MATERIAL FOR THE TASK Block Start

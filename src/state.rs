use std::sync::Arc;

use axum::extract::FromRef;
use sqlx::SqlitePool;

use crate::ai_blog::{BlogGenerator, JobRunner};
use crate::config::AppConfig;

#[derive(Clone)]
pub struct AppState {
    pub pool: SqlitePool,
    pub config: Arc<AppConfig>,
    pub generator: BlogGenerator,
    pub jobs: JobRunner,
}

impl AppState {
    pub fn new(pool: SqlitePool, config: AppConfig) -> anyhow::Result<Self> {
        let generator = BlogGenerator::new(pool.clone(), &config)?;
        let jobs = JobRunner::new(config.max_concurrent_jobs, config.background_jobs);
        Ok(Self {
            pool,
            config: Arc::new(config),
            generator,
            jobs,
        })
    }

    /// Queues generation of one request in the background.
    pub fn spawn_generation(&self, request_id: i64) -> bool {
        let generator = self.generator.clone();
        self.jobs.spawn("Blog generation", request_id, async move {
            generator.generate_blog_post(request_id).await.map(|_| ())
        })
    }

    pub fn spawn_batch(&self, batch_id: i64) -> bool {
        let generator = self.generator.clone();
        self.jobs.spawn("Batch generation", batch_id, async move {
            generator.generate_batch_blog_posts(batch_id).await.map(|_| ())
        })
    }
}

impl FromRef<AppState> for SqlitePool {
    fn from_ref(state: &AppState) -> Self {
        state.pool.clone()
    }
}
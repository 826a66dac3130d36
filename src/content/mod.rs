pub mod enhancer;
pub mod links;
pub mod posts;
pub mod slug;

pub use enhancer::{KeywordIndex, append_related_posts, generate_related_posts_html};
pub use links::count_links;
pub use posts::PostDraft;
pub use slug::{SlugTable, slugify, unique_slug};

MATERIAL FOR THE TASK Block End

▶ _EXERCISE DETAILS_
In the records, find every line that has the string "BlogGenerator" and copy it.

▶ _ANSWER SECTION_
use crate::ai_blog::{BlogGenerator, JobRunner};
    pub generator: BlogGenerator,
        let generator = BlogGenerator::new(pool.clone(), &config)?;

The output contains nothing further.